Radar as a new technique
It is therefore advisable to supplement pure X-rays with other imaging techniques. Radar imaging also provides 3D data. The process is already standard in security applications, but in the medical field it is an outsider, despite being harmless to health.
The challenge for medical applications is to achieve a sufficiently high resolution. Compared to other methods, however, it offers the possibility of deriving direct material information.

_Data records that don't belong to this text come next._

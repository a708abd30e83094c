use std::fs;
use std::io::{self, Write};
use std::path::{Path, PathBuf};

use tempfile::NamedTempFile;
use thiserror::Error;

#[derive(Debug, Error)]
pub enum PersistError {
    #[error("download directory missing or not writable: {0}")]
    DownloadDir(String),
    #[error("invalid file name: {0:?}")]
    InvalidName(String),
    #[error("io error: {0}")]
    Io(#[from] io::Error),
}

/// Ensure the download directory exists; create if missing.
pub fn ensure_download_dir(dir: &Path) -> Result<(), PersistError> {
    if dir.exists() {
        let meta = fs::metadata(dir).map_err(|e| PersistError::DownloadDir(e.to_string()))?;
        if !meta.is_dir() {
            return Err(PersistError::DownloadDir("path is not a directory".into()));
        }
    } else {
        fs::create_dir_all(dir).map_err(|e| PersistError::DownloadDir(e.to_string()))?;
    }
    Ok(())
}

/// Writes `{dir}/{filename}` through a temp file and a rename, replacing any previous file.
#[derive(Debug, Clone)]
pub struct AtomicFileWriter {
    dir: PathBuf,
}

impl AtomicFileWriter {
    pub fn new(dir: PathBuf) -> Self {
        Self { dir }
    }

    pub fn write(&self, filename: &str, content: &[u8]) -> Result<PathBuf, PersistError> {
        if !is_plain_file_name(filename) {
            return Err(PersistError::InvalidName(filename.to_string()));
        }
        ensure_download_dir(&self.dir)?;

        let target = self.dir.join(filename);
        let mut tmp = NamedTempFile::new_in(&self.dir)?;
        tmp.write_all(content)?;
        tmp.flush()?;
        tmp.as_file_mut().sync_all()?;

        tmp.persist(&target).map_err(|e| PersistError::Io(e.error))?;
        Ok(target)
    }
}

/// A single path component: no separators, not `.` or `..`.
fn is_plain_file_name(name: &str) -> bool {
    !name.is_empty()
        && name != "."
        && name != ".."
        && !name.contains(['/', '\\', '\0'])
}
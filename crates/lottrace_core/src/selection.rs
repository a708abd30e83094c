use std::path::PathBuf;

const BYTES_PER_MIB: f64 = 1024.0 * 1024.0;

/// A file chosen through the picker or dropped onto the upload area.
#[derive(Debug, Clone, PartialEq, Eq)]
pub struct SelectedFile {
    pub name: String,
    pub size_bytes: u64,
    pub path: PathBuf,
}

impl SelectedFile {
    pub fn new(name: impl Into<String>, size_bytes: u64, path: impl Into<PathBuf>) -> Self {
        Self {
            name: name.into(),
            size_bytes,
            path: path.into(),
        }
    }

    pub fn icon(&self) -> FileIcon {
        FileIcon::for_name(&self.name)
    }

    pub fn size_label(&self) -> String {
        format_mib(self.size_bytes)
    }
}

#[derive(Debug, Clone, Copy, PartialEq, Eq)]
pub enum FileIcon {
    /// Excel workbook (`.xlsx`).
    Spreadsheet,
    /// Anything else, rendered as tabular data.
    Tabular,
}

impl FileIcon {
    pub fn for_name(name: &str) -> Self {
        if name.ends_with(".xlsx") {
            FileIcon::Spreadsheet
        } else {
            FileIcon::Tabular
        }
    }
}

/// Size in MiB with two decimals, labelled the way the dashboard shows it.
pub fn format_mib(bytes: u64) -> String {
    format!("{:.2} MB", bytes as f64 / BYTES_PER_MIB)
}
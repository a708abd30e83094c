use std::fs;

use lottrace_engine::{ensure_download_dir, AtomicFileWriter, PersistError};
use tempfile::TempDir;

#[test]
fn creates_missing_download_dir() {
    let temp = TempDir::new().unwrap();
    let new_dir = temp.path().join("exports");
    assert!(!new_dir.exists());
    ensure_download_dir(&new_dir).unwrap();
    assert!(new_dir.is_dir());
}

#[test]
fn atomic_write_replaces_existing_export() {
    let temp = TempDir::new().unwrap();
    let writer = AtomicFileWriter::new(temp.path().to_path_buf());

    let first = writer.write("lot_trace_result.csv", b"LOT A\n1\n").unwrap();
    assert_eq!(first.file_name().unwrap(), "lot_trace_result.csv");
    assert_eq!(fs::read(&first).unwrap(), b"LOT A\n1\n");

    let second = writer.write("lot_trace_result.csv", b"LOT A\n2\n").unwrap();
    assert_eq!(first, second);
    assert_eq!(fs::read(&second).unwrap(), b"LOT A\n2\n");
}

#[test]
fn no_partial_file_when_dir_is_a_file() {
    let temp = TempDir::new().unwrap();
    let file_path = temp.path().join("not_a_dir");
    fs::write(&file_path, "x").unwrap();

    let writer = AtomicFileWriter::new(file_path.clone());
    let result = writer.write("lot_trace_result.csv", b"data");
    assert!(matches!(result, Err(PersistError::DownloadDir(_))));
    assert!(!file_path.with_file_name("lot_trace_result.csv").exists());
}

#[test]
fn refuses_names_that_escape_the_directory() {
    let temp = TempDir::new().unwrap();
    let writer = AtomicFileWriter::new(temp.path().join("inner"));

    let result = writer.write("../escape.csv", b"data");

    assert!(matches!(result, Err(PersistError::InvalidName(_))));
    assert!(!temp.path().join("escape.csv").exists());
}
use lottrace_core::AppViewModel;
use ratatui::layout::{Constraint, Direction, Layout, Position, Rect};

const HEADER_HEIGHT: u16 = 3;
const DROP_ZONE_HEIGHT: u16 = 4;
const FILE_LIST_MAX_ROWS: u16 = 6;
const BUTTON_ROW_HEIGHT: u16 = 3;
const UPLOAD_BUTTON_WIDTH: u16 = 20;
const RESULTS_HEIGHT: u16 = 7;
const SEARCH_HEIGHT: u16 = 5;
const PLACEHOLDER_HEIGHT: u16 = 3;
const STATUS_HEIGHT: u16 = 3;
const HELP_TOGGLE_WIDTH: u16 = 10;
const INSPECT_BUTTON_WIDTH: u16 = 16;
const SEARCH_BUTTON_WIDTH: u16 = 14;
const HELP_PANEL_SIZE: (u16, u16) = (64, 16);
const PICKER_SIZE: (u16, u16) = (76, 7);

/// Clickable element under a pointer position.
#[derive(Debug, Clone, Copy, PartialEq, Eq)]
pub enum Region {
    HelpToggle,
    HelpPanel,
    DropZone,
    UploadButton,
    DownloadLink,
    InspectButton,
    LotA,
    LotB,
    SearchButton,
}

/// Screen geometry for one frame. Computed from the view so drawing and
/// hit-testing agree on where every element is.
#[derive(Debug, Clone, PartialEq, Eq)]
pub struct DashboardLayout {
    pub header: Rect,
    pub help_toggle: Rect,
    pub drop_zone: Rect,
    pub file_list: Option<Rect>,
    pub upload_button: Rect,
    pub results: Option<Rect>,
    pub download_link: Option<Rect>,
    pub inspect_button: Option<Rect>,
    /// Search inputs or the "run the pipeline first" placeholder.
    pub search: Option<Rect>,
    pub lot_a: Option<Rect>,
    pub lot_b: Option<Rect>,
    pub search_button: Option<Rect>,
    pub status: Rect,
    pub help_panel: Option<Rect>,
}

impl DashboardLayout {
    pub fn compute(area: Rect, view: &AppViewModel) -> Self {
        let file_list_height = if view.file_list_visible {
            (view.file_rows.len() as u16).min(FILE_LIST_MAX_ROWS) + 2
        } else {
            0
        };
        let results_height = if view.results_visible { RESULTS_HEIGHT } else { 0 };
        let search_height = if view.search_visible {
            SEARCH_HEIGHT
        } else if view.search_placeholder_visible {
            PLACEHOLDER_HEIGHT
        } else {
            0
        };

        let rows = Layout::default()
            .direction(Direction::Vertical)
            .constraints([
                Constraint::Length(HEADER_HEIGHT),
                Constraint::Length(DROP_ZONE_HEIGHT),
                Constraint::Length(file_list_height),
                Constraint::Length(BUTTON_ROW_HEIGHT),
                Constraint::Length(results_height),
                Constraint::Length(search_height),
                Constraint::Length(STATUS_HEIGHT),
                Constraint::Min(0),
            ])
            .split(area);

        let header = rows[0];
        let header_inner = inner(header);
        let help_toggle = Rect {
            x: header_inner.right().saturating_sub(HELP_TOGGLE_WIDTH),
            width: HELP_TOGGLE_WIDTH.min(header_inner.width),
            ..header_inner
        };

        let button_row = Layout::default()
            .direction(Direction::Horizontal)
            .constraints([Constraint::Length(UPLOAD_BUTTON_WIDTH), Constraint::Min(0)])
            .split(rows[3]);

        let (results, download_link, inspect_button) = if view.results_visible {
            let results = rows[4];
            let first_line = Rect {
                height: inner(results).height.min(1),
                ..inner(results)
            };
            let split = Layout::default()
                .direction(Direction::Horizontal)
                .constraints([Constraint::Min(0), Constraint::Length(INSPECT_BUTTON_WIDTH)])
                .split(first_line);
            (Some(results), Some(split[0]), Some(split[1]))
        } else {
            (None, None, None)
        };

        let search = (search_height > 0).then_some(rows[5]);
        let (lot_a, lot_b, search_button) = if view.search_visible {
            let fields = Layout::default()
                .direction(Direction::Horizontal)
                .constraints([
                    Constraint::Fill(1),
                    Constraint::Fill(1),
                    Constraint::Length(SEARCH_BUTTON_WIDTH),
                ])
                .split(inner(rows[5]));
            (Some(fields[0]), Some(fields[1]), Some(fields[2]))
        } else {
            (None, None, None)
        };

        Self {
            header,
            help_toggle,
            drop_zone: rows[1],
            file_list: view.file_list_visible.then_some(rows[2]),
            upload_button: button_row[0],
            results,
            download_link,
            inspect_button,
            search,
            lot_a,
            lot_b,
            search_button,
            status: rows[6],
            help_panel: view
                .help_open
                .then(|| centered(area, HELP_PANEL_SIZE.0, HELP_PANEL_SIZE.1)),
        }
    }

    /// Topmost region under a terminal cell. An open help panel covers
    /// whatever is drawn beneath it.
    pub fn hit_test(&self, column: u16, row: u16) -> Option<Region> {
        let position = Position::new(column, row);
        if let Some(panel) = self.help_panel {
            if panel.contains(position) {
                return Some(Region::HelpPanel);
            }
        }
        let candidates = [
            (Some(self.help_toggle), Region::HelpToggle),
            (Some(self.drop_zone), Region::DropZone),
            (Some(self.upload_button), Region::UploadButton),
            (self.inspect_button, Region::InspectButton),
            (self.download_link, Region::DownloadLink),
            (self.lot_a, Region::LotA),
            (self.lot_b, Region::LotB),
            (self.search_button, Region::SearchButton),
        ];
        candidates
            .into_iter()
            .find_map(|(rect, region)| rect.filter(|r| r.contains(position)).map(|_| region))
    }
}

/// Area of the file prompt overlay.
pub fn picker_area(area: Rect) -> Rect {
    centered(area, PICKER_SIZE.0, PICKER_SIZE.1)
}

fn centered(area: Rect, width: u16, height: u16) -> Rect {
    let width = width.min(area.width);
    let height = height.min(area.height);
    Rect {
        x: area.x + (area.width - width) / 2,
        y: area.y + (area.height - height) / 2,
        width,
        height,
    }
}

fn inner(rect: Rect) -> Rect {
    Rect {
        x: rect.x.saturating_add(1),
        y: rect.y.saturating_add(1),
        width: rect.width.saturating_sub(2),
        height: rect.height.saturating_sub(2),
    }
}
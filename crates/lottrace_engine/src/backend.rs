use std::time::Duration;

use bytes::Bytes;
use dashboard_logging::{dash_debug, dash_info, dash_warn};
use reqwest::multipart::{Form, Part};
use reqwest::Response;
use serde::de::DeserializeOwned;
use url::Url;

use crate::types::ErrorBody;
use crate::{BackendError, FailureKind, JobSummary, LotQuery, UploadFile, UploadReceipt};

const UPLOAD_FALLBACK: &str = "Pipeline failed";
const SEARCH_FALLBACK: &str = "Search failed";
const DOWNLOAD_FALLBACK: &str = "Download failed";
const INSPECT_FALLBACK: &str = "Debug failed";

#[derive(Debug, Clone)]
pub struct BackendSettings {
    pub base_url: Url,
    pub connect_timeout: Duration,
    /// Whole-request limit; `None` lets long pipeline runs finish.
    pub request_timeout: Option<Duration>,
}

impl BackendSettings {
    pub fn new(base_url: Url) -> Self {
        Self {
            base_url,
            connect_timeout: Duration::from_secs(10),
            request_timeout: None,
        }
    }
}

#[async_trait::async_trait]
pub trait DashboardBackend: Send + Sync {
    /// POST every file as a repeated `files` multipart part to `/upload`.
    async fn upload(&self, files: &[UploadFile]) -> Result<UploadReceipt, BackendError>;

    /// POST `job_id`, `lot_a` and `lot_b` to `/search`; the body is the CSV export.
    async fn search(&self, query: &LotQuery) -> Result<Bytes, BackendError>;

    /// GET a link handed out by the backend, relative to its base URL.
    async fn download(&self, href: &str) -> Result<Bytes, BackendError>;

    /// GET `/debug/<job_id>`.
    async fn inspect(&self, job_id: &str) -> Result<JobSummary, BackendError>;
}

#[derive(Debug, Clone)]
pub struct ReqwestBackend {
    settings: BackendSettings,
    client: reqwest::Client,
}

impl ReqwestBackend {
    pub fn new(settings: BackendSettings) -> Result<Self, BackendError> {
        let mut builder = reqwest::Client::builder().connect_timeout(settings.connect_timeout);
        if let Some(timeout) = settings.request_timeout {
            builder = builder.timeout(timeout);
        }
        let client = builder
            .build()
            .map_err(|err| BackendError::new(FailureKind::Network, err.to_string()))?;
        Ok(Self { settings, client })
    }

    fn endpoint(&self, path: &str) -> Result<Url, BackendError> {
        self.settings
            .base_url
            .join(path)
            .map_err(|err| BackendError::new(FailureKind::Network, format!("invalid url {path}: {err}")))
    }
}

#[async_trait::async_trait]
impl DashboardBackend for ReqwestBackend {
    async fn upload(&self, files: &[UploadFile]) -> Result<UploadReceipt, BackendError> {
        let mut form = Form::new();
        for file in files {
            let content = tokio::fs::read(&file.path).await.map_err(|err| {
                BackendError::new(
                    FailureKind::LocalFile,
                    format!("{}: {err}", file.path.display()),
                )
            })?;
            dash_debug!("Attaching {} ({} bytes)", file.name, content.len());
            form = form.part("files", Part::bytes(content).file_name(file.name.clone()));
        }

        let url = self.endpoint("/upload")?;
        dash_info!("POST {} with {} file(s)", url, files.len());
        let response = self
            .client
            .post(url)
            .multipart(form)
            .send()
            .await
            .map_err(map_reqwest_error)?;
        let response = ensure_success(response, UPLOAD_FALLBACK).await?;
        decode_json(response).await
    }

    async fn search(&self, query: &LotQuery) -> Result<Bytes, BackendError> {
        let form = Form::new()
            .text("job_id", query.job_id.clone())
            .text("lot_a", query.lot_a.clone())
            .text("lot_b", query.lot_b.clone());

        let url = self.endpoint("/search")?;
        dash_info!(
            "POST {} job_id={} lot_a={:?} lot_b={:?}",
            url,
            query.job_id,
            query.lot_a,
            query.lot_b
        );
        let response = self
            .client
            .post(url)
            .multipart(form)
            .send()
            .await
            .map_err(map_reqwest_error)?;
        let response = ensure_success(response, SEARCH_FALLBACK).await?;
        response.bytes().await.map_err(map_reqwest_error)
    }

    async fn download(&self, href: &str) -> Result<Bytes, BackendError> {
        let url = self.endpoint(href)?;
        dash_info!("GET {}", url);
        let response = self
            .client
            .get(url)
            .send()
            .await
            .map_err(map_reqwest_error)?;
        let response = ensure_success(response, DOWNLOAD_FALLBACK).await?;
        response.bytes().await.map_err(map_reqwest_error)
    }

    async fn inspect(&self, job_id: &str) -> Result<JobSummary, BackendError> {
        let url = self.endpoint(&format!("/debug/{job_id}"))?;
        dash_info!("GET {}", url);
        let response = self
            .client
            .get(url)
            .send()
            .await
            .map_err(map_reqwest_error)?;
        let response = ensure_success(response, INSPECT_FALLBACK).await?;
        decode_json(response).await
    }
}

/// Turns a non-2xx response into `Rejected`, preferring the body's `error` field.
async fn ensure_success(response: Response, fallback: &str) -> Result<Response, BackendError> {
    let status = response.status();
    if status.is_success() {
        return Ok(response);
    }
    let body = response.bytes().await.unwrap_or_default();
    let parsed = serde_json::from_slice::<ErrorBody>(&body).ok();
    let message = parsed
        .as_ref()
        .and_then(error_message)
        .unwrap_or_else(|| fallback.to_string());
    let detail = parsed.as_ref().and_then(error_detail);
    if let Some(detail) = &detail {
        dash_warn!("Backend detail for {}: {}", status, detail);
    }
    Err(BackendError {
        kind: FailureKind::Rejected(status.as_u16()),
        message,
        detail,
    })
}

fn error_message(body: &ErrorBody) -> Option<String> {
    body.error.clone().filter(|message| !message.is_empty())
}

/// `details` wins over the `debug` list; both are optional.
fn error_detail(body: &ErrorBody) -> Option<String> {
    body.details
        .clone()
        .filter(|details| !details.trim().is_empty())
        .or_else(|| (!body.debug.is_empty()).then(|| body.debug.join(" | ")))
}

async fn decode_json<T: DeserializeOwned>(response: Response) -> Result<T, BackendError> {
    let body = response.bytes().await.map_err(map_reqwest_error)?;
    serde_json::from_slice(&body)
        .map_err(|err| BackendError::new(FailureKind::Decode, err.to_string()))
}

fn map_reqwest_error(err: reqwest::Error) -> BackendError {
    if err.is_timeout() {
        return BackendError::new(FailureKind::Timeout, err.to_string());
    }
    BackendError::new(FailureKind::Network, err.to_string())
}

The aim of “Multi-Med” is to demonstrate the beneficial medical use of the combination of X-ray and radar CT. To this end, methods for the co-registration of imaging systems are being developed in order to harmonize the radar data with the X-ray data. The radar reconstruction algorithm will be expanded and the resolution and image quality will be increased using a-priori information. Hand in hand with this, the X-ray CT reconstruction is extended by the material-specific information obtained with radar, thus developing a multimodal CT algorithm to increase the quality and information density of the 3D data, reduce artifacts and lower the radiation dose introduced. In order to demonstrate the capabilities of the multimodal system, specific measurement phantoms are being developed that produce realistic signals on both measurement modalities and enable reproducible validation of the methods without having to work with real tissue. The final result is a multimodal laboratory system that demonstrates the fusion of the two imaging modalities.